» Assigned task:
The data that follows is to be given again, exactly as written.

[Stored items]
//! Line-oriented command protocol over the [`Registry`].
//!
//! A line starting with `CMD:` is a control command; anything else is a data
//! record handed to [`Registry::add_parsed`]. See [`parser`] for the command
//! grammar and [`handlers`] for what each command does.

use tracing::{debug, warn};

use crate::registry::{EntryKind, Registry, RegistryError};

pub mod handlers;
pub mod parser;

pub use parser::{is_command, parse_command, Command, COMMAND_PREFIX};

/// Protocol-level error categories.
#[derive(Debug, Clone, PartialEq, Eq, thiserror::Error)]
pub enum ProtocolError {
    /// Structurally malformed command line.
    #[error("invalid command: {0}")]
    Invalid(String),

    /// Missing or out-of-range argument.
    #[error("bad parameter: {0}")]
    Param(String),

    /// The registry rejected a command's operation.
    #[error("operation failed: {0}")]
    Operation(RegistryError),

    /// Unrecognized command name.
    #[error("unknown command `{0}`")]
    Unknown(String),

    /// A data record was rejected by the registry (parse, capacity, length).
    #[error("record rejected: {0}")]
    Record(RegistryError),
}

/// Successful outcome of one protocol line.
#[derive(Debug, Clone, PartialEq, Eq)]
pub enum Response {
    /// A data record was stored.
    Added {
        /// Global index of the new entry.
        index: usize,
        /// Kind of the new entry.
        kind: EntryKind,
    },
    /// A command ran; these are the lines it emitted.
    Report(Vec<String>),
}

impl Response {
    /// Emitted lines, if any.
    pub fn lines(&self) -> &[String] {
        match self {
            Self::Added { .. } => &[],
            Self::Report(lines) => lines,
        }
    }
}

/// Parse and execute one line against `registry`.
///
/// # Errors
///
/// Returns the [`ProtocolError`] category of whatever failed; the registry
/// is left untouched on every parse or parameter error.
pub fn process_line(registry: &Registry, line: &str) -> Result<Response, ProtocolError> {
    if is_command(line) {
        let command = parse_command(line).inspect_err(|e| {
            warn!(error = %e, line, "command rejected");
        })?;
        debug!(?command, "dispatching command");
        return handlers::execute(registry, command);
    }

    match registry.add_parsed(line) {
        Ok((index, kind)) => Ok(Response::Added { index, kind }),
        Err(e) => {
            warn!(error = %e, line, "data record rejected");
            Err(ProtocolError::Record(e))
        }
    }
}
//! Locale-free text helpers shared by the registry and the command protocol.
//!
//! "Whitespace" here is always the six ASCII C-locale space characters;
//! Unicode whitespace is never trimmed, and numbers are base 10 only.

/// Maximum length of one protocol line, counting the terminator slot.
pub const MAX_LINE_LEN: usize = 256;

/// Errors from strict unsigned parsing.
#[derive(Debug, Clone, Copy, PartialEq, Eq, thiserror::Error)]
pub enum NumError {
    /// Field was empty or whitespace only.
    #[error("empty numeric field")]
    Empty,
    /// Field contained something other than ASCII digits.
    #[error("invalid digit in numeric field")]
    InvalidDigit,
    /// Value does not fit the target type.
    #[error("numeric value out of range")]
    Overflow,
}

/// Returns `true` for the ASCII space class: space, `\t`, `\n`, `\r`, `\v`, `\f`.
pub fn is_space(c: char) -> bool {
    matches!(c, ' ' | '\t' | '\n' | '\r' | '\x0b' | '\x0c')
}

/// Trim ASCII whitespace from both ends.
pub fn trim(s: &str) -> &str {
    s.trim_matches(is_space)
}

/// Remove a single trailing `\n`, if present.
pub fn strip_newline(s: &str) -> &str {
    s.strip_suffix('\n').unwrap_or(s)
}

/// Split on `delim`, skipping empty tokens (strtok semantics).
///
/// `"::a::b:"` yields `["a", "b"]`.
pub fn tokens(s: &str, delim: char) -> impl Iterator<Item = &str> {
    s.split(delim).filter(|t| !t.is_empty())
}

/// Parse a base-10 `u64`.
///
/// Leading and trailing ASCII whitespace is accepted; anything else,
/// including a sign or interior whitespace, is rejected.
///
/// # Errors
///
/// Returns [`NumError`] when the field is empty, malformed, or overflows.
pub fn parse_u64(s: &str) -> Result<u64, NumError> {
    let body = trim(s);
    if body.is_empty() {
        return Err(NumError::Empty);
    }

    body.bytes().try_fold(0u64, |acc, b| {
        if !b.is_ascii_digit() {
            return Err(NumError::InvalidDigit);
        }
        acc.checked_mul(10)
            .and_then(|v| v.checked_add(u64::from(b.wrapping_sub(b'0'))))
            .ok_or(NumError::Overflow)
    })
}

/// Parse a base-10 `u32` with the same rules as [`parse_u64`].
///
/// # Errors
///
/// Returns [`NumError`] when the field is empty, malformed, or exceeds `u32::MAX`.
pub fn parse_u32(s: &str) -> Result<u32, NumError> {
    let wide = parse_u64(s)?;
    u32::try_from(wide).map_err(|_| NumError::Overflow)
}

/// Parse a base-10 index with the same rules as [`parse_u64`].
///
/// # Errors
///
/// Returns [`NumError`] when the field is empty, malformed, or exceeds `usize::MAX`.
pub fn parse_index(s: &str) -> Result<usize, NumError> {
    let wide = parse_u64(s)?;
    usize::try_from(wide).map_err(|_| NumError::Overflow)
}

/// Decode at most `max` leading bytes as UTF-8.
///
/// A multi-byte character cut by the `max` boundary is dropped rather than
/// treated as an error; any other invalid sequence is an error.
///
/// # Errors
///
/// Returns the decoder error when the prefix contains an invalid sequence.
pub fn utf8_prefix(bytes: &[u8], max: usize) -> Result<&str, std::str::Utf8Error> {
    let head = bytes.get(..max).unwrap_or(bytes);
    match std::str::from_utf8(head) {
        Ok(s) => Ok(s),
        Err(e) if e.error_len().is_none() && head.len() < bytes.len() => {
            let valid = head.get(..e.valid_up_to()).unwrap_or_default();
            std::str::from_utf8(valid)
        }
        Err(e) => Err(e),
    }
}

» Written response:
//! Line-oriented command protocol over the [`Registry`].
//!
//! A line starting with `CMD:` is a control command; anything else is a data
//! record handed to [`Registry::add_parsed`]. See [`parser`] for the command
//! grammar and [`handlers`] for what each command does.

use tracing::{debug, warn};

use crate::registry::{EntryKind, Registry, RegistryError};

pub mod handlers;
pub mod parser;

pub use parser::{is_command, parse_command, Command, COMMAND_PREFIX};

/// Protocol-level error categories.
#[derive(Debug, Clone, PartialEq, Eq, thiserror::Error)]
pub enum ProtocolError {
    /// Structurally malformed command line.
    #[error("invalid command: {0}")]
    Invalid(String),

    /// Missing or out-of-range argument.
    #[error("bad parameter: {0}")]
    Param(String),

    /// The registry rejected a command's operation.
    #[error("operation failed: {0}")]
    Operation(RegistryError),

    /// Unrecognized command name.
    #[error("unknown command `{0}`")]
    Unknown(String),

    /// A data record was rejected by the registry (parse, capacity, length).
    #[error("record rejected: {0}")]
    Record(RegistryError),
}

/// Successful outcome of one protocol line.
#[derive(Debug, Clone, PartialEq, Eq)]
pub enum Response {
    /// A data record was stored.
    Added {
        /// Global index of the new entry.
        index: usize,
        /// Kind of the new entry.
        kind: EntryKind,
    },
    /// A command ran; these are the lines it emitted.
    Report(Vec<String>),
}

impl Response {
    /// Emitted lines, if any.
    pub fn lines(&self) -> &[String] {
        match self {
            Self::Added { .. } => &[],
            Self::Report(lines) => lines,
        }
    }
}

/// Parse and execute one line against `registry`.
///
/// # Errors
///
/// Returns the [`ProtocolError`] category of whatever failed; the registry
/// is left untouched on every parse or parameter error.
pub fn process_line(registry: &Registry, line: &str) -> Result<Response, ProtocolError> {
    if is_command(line) {
        let command = parse_command(line).inspect_err(|e| {
            warn!(error = %e, line, "command rejected");
        })?;
        debug!(?command, "dispatching command");
        return handlers::execute(registry, command);
    }

    match registry.add_parsed(line) {
        Ok((index, kind)) => Ok(Response::Added { index, kind }),
        Err(e) => {
            warn!(error = %e, line, "data record rejected");
            Err(ProtocolError::Record(e))
        }
    }
}
//! Locale-free text helpers shared by the registry and the command protocol.
//!
//! "Whitespace" here is always the six ASCII C-locale space characters;
//! Unicode whitespace is never trimmed, and numbers are base 10 only.

/// Maximum length of one protocol line, counting the terminator slot.
pub const MAX_LINE_LEN: usize = 256;

/// Errors from strict unsigned parsing.
#[derive(Debug, Clone, Copy, PartialEq, Eq, thiserror::Error)]
pub enum NumError {
    /// Field was empty or whitespace only.
    #[error("empty numeric field")]
    Empty,
    /// Field contained something other than ASCII digits.
    #[error("invalid digit in numeric field")]
    InvalidDigit,
    /// Value does not fit the target type.
    #[error("numeric value out of range")]
    Overflow,
}

/// Returns `true` for the ASCII space class: space, `\t`, `\n`, `\r`, `\v`, `\f`.
pub fn is_space(c: char) -> bool {
    matches!(c, ' ' | '\t' | '\n' | '\r' | '\x0b' | '\x0c')
}

/// Trim ASCII whitespace from both ends.
pub fn trim(s: &str) -> &str {
    s.trim_matches(is_space)
}

/// Remove a single trailing `\n`, if present.
pub fn strip_newline(s: &str) -> &str {
    s.strip_suffix('\n').unwrap_or(s)
}

/// Split on `delim`, skipping empty tokens (strtok semantics).
///
/// `"::a::b:"` yields `["a", "b"]`.
pub fn tokens(s: &str, delim: char) -> impl Iterator<Item = &str> {
    s.split(delim).filter(|t| !t.is_empty())
}

/// Parse a base-10 `u64`.
///
/// Leading and trailing ASCII whitespace is accepted; anything else,
/// including a sign or interior whitespace, is rejected.
///
/// # Errors
///
/// Returns [`NumError`] when the field is empty, malformed, or overflows.
pub fn parse_u64(s: &str) -> Result<u64, NumError> {
    let body = trim(s);
    if body.is_empty() {
        return Err(NumError::Empty);
    }

    body.bytes().try_fold(0u64, |acc, b| {
        if !b.is_ascii_digit() {
            return Err(NumError::InvalidDigit);
        }
        acc.checked_mul(10)
            .and_then(|v| v.checked_add(u64::from(b.wrapping_sub(b'0'))))
            .ok_or(NumError::Overflow)
    })
}

/// Parse a base-10 `u32` with the same rules as [`parse_u64`].
///
/// # Errors
///
/// Returns [`NumError`] when the field is empty, malformed, or exceeds `u32::MAX`.
pub fn parse_u32(s: &str) -> Result<u32, NumError> {
    let wide = parse_u64(s)?;
    u32::try_from(wide).map_err(|_| NumError::Overflow)
}

/// Parse a base-10 index with the same rules as [`parse_u64`].
///
/// # Errors
///
/// Returns [`NumError`] when the field is empty, malformed, or exceeds `usize::MAX`.
pub fn parse_index(s: &str) -> Result<usize, NumError> {
    let wide = parse_u64(s)?;
    usize::try_from(wide).map_err(|_| NumError::Overflow)
}

/// Decode at most `max` leading bytes as UTF-8.
///
/// A multi-byte character cut by the `max` boundary is dropped rather than
/// treated as an error; any other invalid sequence is an error.
///
/// # Errors
///
/// Returns the decoder error when the prefix contains an invalid sequence.
pub fn utf8_prefix(bytes: &[u8], max: usize) -> Result<&str, std::str::Utf8Error> {
    let head = bytes.get(..max).unwrap_or(bytes);
    match std::str::from_utf8(head) {
        Ok(s) => Ok(s),
        Err(e) if e.error_len().is_none() && head.len() < bytes.len() => {
            let valid = head.get(..e.valid_up_to()).unwrap_or_default();
            std::str::from_utf8(valid)
        }
        Err(e) => Err(e),
    }
}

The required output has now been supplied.